Copycat Reese's Peanut Butter Eggs




Equipment
- Spatula
- Cookie Cutter(s)
Ingredients
- 1 cup natural peanut butter (make sure it's well-mixed - see note)
- ½ cup powdered sugar
- 1 teaspoon kosher salt see note
- 2 teaspoons cold water
- 1 ½ cups chopped milk chocolate use dairy-free milk chocolate to make this candy dairy-free and/or vegan
Instructions
- In a medium bowl, stir together 1 cup (270 g) natural peanut butter, ½ cup (55 g) powdered sugar, and 1 teaspoon (3 g) kosher salt with a spatula until well-mixed (it should resemble soft cookie dough at this point). Add 2 teaspoons (10 g) cold water, and mix again. The water will make the dough wet at first, then as soon as it begins to get mixed in, the dough-like texture should stiffen to where it's almost kind of dry and crumbly-looking.
- Transfer the peanut butter "dough" to a sheet of parchment paper on a clean countertop and top it with a second sheet of parchment. Roll the dough out until it's somewhere between ½ to 1cm (¼ -½ inch). Roll the dough thinner if you like a higher chocolate-peanut butter ratio, thicker if you like them more peanut buttery (note that the thicker you make the dough, the fewer pieces you will get).
- Use whatever cookie cutter shape you like to cut the dough into shapes (aim for a cookie cutter that's about 5-8cm (2-3 inches).

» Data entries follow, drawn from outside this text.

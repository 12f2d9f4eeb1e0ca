//! CuckooNodeHashMap: key/value container with each entry in its own
//! heap cell.
//!
//! Slot cost is one pointer when empty, so large entries do not inflate
//! the grid; displacement swaps through existing cells and never
//! allocates. The trade against [`CuckooHashMap`](crate::CuckooHashMap)
//! is a pointer chase per slot inspection.

use crate::raw_table::{self, RawCuckoo, DEFAULT_CAPACITY, DEFAULT_TABLES};
use crate::slot::{NodeSlot, Pair, Slot};
use core::borrow::Borrow;
use core::fmt;
use core::hash::{BuildHasher, Hash};
use std::collections::hash_map::RandomState;

type MapSlot<K, V> = NodeSlot<Pair<K, V>>;

pub struct CuckooNodeHashMap<K, V, S = RandomState> {
    raw: RawCuckoo<K, V, MapSlot<K, V>, S>,
}

impl<K, V> CuckooNodeHashMap<K, V>
where
    K: Eq + Hash,
{
    pub fn new() -> Self {
        Self::with_capacity_and_tables(DEFAULT_CAPACITY, DEFAULT_TABLES)
    }

    /// Panics if `capacity` is zero or `tables` is less than two.
    pub fn with_capacity_and_tables(capacity: usize, tables: usize) -> Self {
        Self::with_capacity_and_tables_and_hasher(capacity, tables, RandomState::new())
    }
}

impl<K, V> Default for CuckooNodeHashMap<K, V>
where
    K: Eq + Hash,
{
    fn default() -> Self {
        Self::new()
    }
}

impl<K, V, S> CuckooNodeHashMap<K, V, S>
where
    K: Eq + Hash,
    S: BuildHasher,
{
    pub fn with_hasher(hasher: S) -> Self {
        Self::with_capacity_and_tables_and_hasher(DEFAULT_CAPACITY, DEFAULT_TABLES, hasher)
    }

    pub fn with_capacity_and_tables_and_hasher(capacity: usize, tables: usize, hasher: S) -> Self {
        Self {
            raw: RawCuckoo::with_shape_and_hasher(capacity, tables, hasher),
        }
    }

    /// True on a fresh insertion; false means the key was already present
    /// and nothing changed.
    pub fn insert(&mut self, key: K, value: V) -> bool {
        self.raw.insert(Pair { key, value })
    }

    pub fn insert_pair(&mut self, pair: Pair<K, V>) -> bool {
        self.raw.insert(pair)
    }

    /// True on a fresh insertion, false on an overwrite of an existing
    /// value.
    pub fn insert_or_assign(&mut self, key: K, value: V) -> bool {
        self.raw.insert_or_assign(Pair { key, value })
    }

    pub fn find<Q>(&self, key: &Q) -> Option<&V>
    where
        K: Borrow<Q>,
        Q: ?Sized + Hash + Eq,
    {
        self.raw.find(key).map(|entry| &entry.value)
    }

    pub fn find_mut<Q>(&mut self, key: &Q) -> Option<&mut V>
    where
        K: Borrow<Q>,
        Q: ?Sized + Hash + Eq,
    {
        self.raw.find_mut(key).map(|entry| &mut entry.value)
    }

    /// Read-only view of the whole stored entry. The borrow ends at the
    /// next mutating call on this map.
    pub fn get_key_value<Q>(&self, key: &Q) -> Option<(&K, &V)>
    where
        K: Borrow<Q>,
        Q: ?Sized + Hash + Eq,
    {
        self.raw.find(key).map(|entry| (&entry.key, &entry.value))
    }

    pub fn contains<Q>(&self, key: &Q) -> bool
    where
        K: Borrow<Q>,
        Q: ?Sized + Hash + Eq,
    {
        self.raw.contains(key)
    }

    pub fn count<Q>(&self, key: &Q) -> usize
    where
        K: Borrow<Q>,
        Q: ?Sized + Hash + Eq,
    {
        self.raw.contains(key) as usize
    }

    pub fn erase<Q>(&mut self, key: &Q) -> bool
    where
        K: Borrow<Q>,
        Q: ?Sized + Hash + Eq,
    {
        self.raw.erase(key)
    }

    /// Remove the entry for the key; the heap cell is released and its
    /// contents handed to the caller.
    pub fn extract<Q>(&mut self, key: &Q) -> Option<Pair<K, V>>
    where
        K: Borrow<Q>,
        Q: ?Sized + Hash + Eq,
    {
        self.raw.extract(key)
    }

    pub fn erase_if<F>(&mut self, mut pred: F) -> usize
    where
        F: FnMut(&K, &V) -> bool,
    {
        self.raw.erase_if(|entry| pred(&entry.key, &entry.value))
    }

    pub fn count_if<F>(&self, mut pred: F) -> usize
    where
        F: FnMut(&K, &V) -> bool,
    {
        self.raw.count_if(|entry| pred(&entry.key, &entry.value))
    }

    /// One outcome per input, in input order.
    pub fn insert_many<I>(&mut self, entries: I) -> Vec<bool>
    where
        I: IntoIterator<Item = (K, V)>,
    {
        entries
            .into_iter()
            .map(|(key, value)| self.insert(key, value))
            .collect()
    }

    /// One outcome per input, in input order.
    pub fn insert_or_assign_many<I>(&mut self, entries: I) -> Vec<bool>
    where
        I: IntoIterator<Item = (K, V)>,
    {
        entries
            .into_iter()
            .map(|(key, value)| self.insert_or_assign(key, value))
            .collect()
    }

    /// One outcome per input, in input order.
    pub fn erase_many<'q, Q, I>(&mut self, keys: I) -> Vec<bool>
    where
        K: Borrow<Q>,
        Q: ?Sized + Hash + Eq + 'q,
        I: IntoIterator<Item = &'q Q>,
    {
        keys.into_iter().map(|key| self.erase(key)).collect()
    }

    /// One outcome per input, in input order.
    pub fn extract_many<'q, Q, I>(&mut self, keys: I) -> Vec<Option<Pair<K, V>>>
    where
        K: Borrow<Q>,
        Q: ?Sized + Hash + Eq + 'q,
        I: IntoIterator<Item = &'q Q>,
    {
        keys.into_iter().map(|key| self.extract(key)).collect()
    }

    /// Empty the map, releasing every heap cell; shape is kept.
    pub fn clear(&mut self) {
        self.raw.clear();
    }

    pub fn swap(&mut self, other: &mut Self) {
        self.raw.swap(&mut other.raw);
    }

    pub fn load_factor(&self) -> f64 {
        self.raw.load_factor()
    }

    pub fn len(&self) -> usize {
        self.raw.len()
    }

    pub fn is_empty(&self) -> bool {
        self.raw.is_empty()
    }

    pub fn tables_count(&self) -> usize {
        self.raw.tables_count()
    }

    pub fn capacity(&self) -> usize {
        self.raw.capacity()
    }

    pub fn total_capacity(&self) -> usize {
        self.raw.total_capacity()
    }

    /// See [`CuckooHashMap::resize`](crate::CuckooHashMap::resize).
    pub fn resize(&mut self, new_capacity: usize) {
        self.raw.resize(new_capacity);
    }

    /// See [`CuckooHashMap::restrain`](crate::CuckooHashMap::restrain).
    pub fn restrain(&mut self, new_tables: usize) -> bool {
        self.raw.restrain(new_tables)
    }

    pub fn iter(&self) -> Iter<'_, K, V> {
        Iter {
            inner: self.raw.entries(),
        }
    }

    pub fn iter_mut(&mut self) -> IterMut<'_, K, V> {
        IterMut {
            inner: self.raw.entries_mut(),
        }
    }

    /// Read-only walk of the raw grid, one inner iterator per sub-table.
    pub fn tables(&self) -> Tables<'_, K, V> {
        Tables {
            rows: self.raw.rows().iter(),
        }
    }
}

impl<K, V, S> fmt::Debug for CuckooNodeHashMap<K, V, S>
where
    K: Eq + Hash + fmt::Debug,
    V: fmt::Debug,
    S: BuildHasher,
{
    fn fmt(&self, f: &mut fmt::Formatter<'_>) -> fmt::Result {
        f.debug_map().entries(self.iter()).finish()
    }
}

pub struct Iter<'a, K, V> {
    inner: raw_table::Entries<'a, K, V, MapSlot<K, V>>,
}

impl<'a, K, V> Iterator for Iter<'a, K, V> {
    type Item = (&'a K, &'a V);

    #[inline]
    fn next(&mut self) -> Option<Self::Item> {
        self.inner.next().map(|entry| (&entry.key, &entry.value))
    }
}

pub struct IterMut<'a, K, V> {
    inner: raw_table::EntriesMut<'a, K, V, MapSlot<K, V>>,
}

impl<'a, K, V> Iterator for IterMut<'a, K, V> {
    type Item = (&'a K, &'a mut V);

    #[inline]
    fn next(&mut self) -> Option<Self::Item> {
        self.inner
            .next()
            .map(|entry| (&entry.key, &mut entry.value))
    }
}

pub struct Tables<'a, K, V> {
    rows: core::slice::Iter<'a, Vec<MapSlot<K, V>>>,
}

impl<'a, K, V> Iterator for Tables<'a, K, V> {
    type Item = TableSlots<'a, K, V>;

    fn next(&mut self) -> Option<Self::Item> {
        self.rows.next().map(|row| TableSlots { slots: row.iter() })
    }
}

pub struct TableSlots<'a, K, V> {
    slots: core::slice::Iter<'a, MapSlot<K, V>>,
}

impl<'a, K, V> Iterator for TableSlots<'a, K, V> {
    type Item = Option<(&'a K, &'a V)>;

    fn next(&mut self) -> Option<Self::Item> {
        self.slots
            .next()
            .map(|slot| slot.get().map(|entry| (&entry.key, &entry.value)))
    }
}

Alternatively, if you don't have cookie cutters, you can skip the above step and simply roll the peanut butter dough into balls or even free-hand shape them into egg shapes.
- Transfer the shaped peanut butter pieces onto a parchment-lined baking sheet, and put the sheet into the freezer until the dough is relatively solid (about 30 minutes). Note that it's possible to coat them with chocolate immediately, but it will be easier and you will get better results if the shapes are at least somewhat frozen.
- If you're using a milk chocolate bar, chop it into pieces and place the chopped chocolate in a small, microwave-safe bowl. Microwave the chocolate in 30-second intervals until it's melted (my chocolate took a total of 60 seconds to melt).
- Using a fork (a larger fork is easier), lift one of the pieces of peanut butter filling into the bowl of chocolate. Quickly flip the filling over and lift it out, ensuring that the whole thing is covered with chocolate. With the candy sitting on top of the tines of the fork, gently rap the fork against the edge of the bowl to remove excess chocolate.
- Gently slide the peanut butter egg off the fork with a second utensil and place it back on the parchment-lined baking sheet. Repeat with the remaining pieces of peanut butter filling until they've all been dipped in chocolate. If the chocolate begins to solidify, microwave it again in 15-20-second intervals as needed.
- Transfer the baking sheet to the fridge for the chocolate to set. Store the eggs in an airtight container or zipper bag in the fridge to prevent the chocolate from melting, especially if it's warm.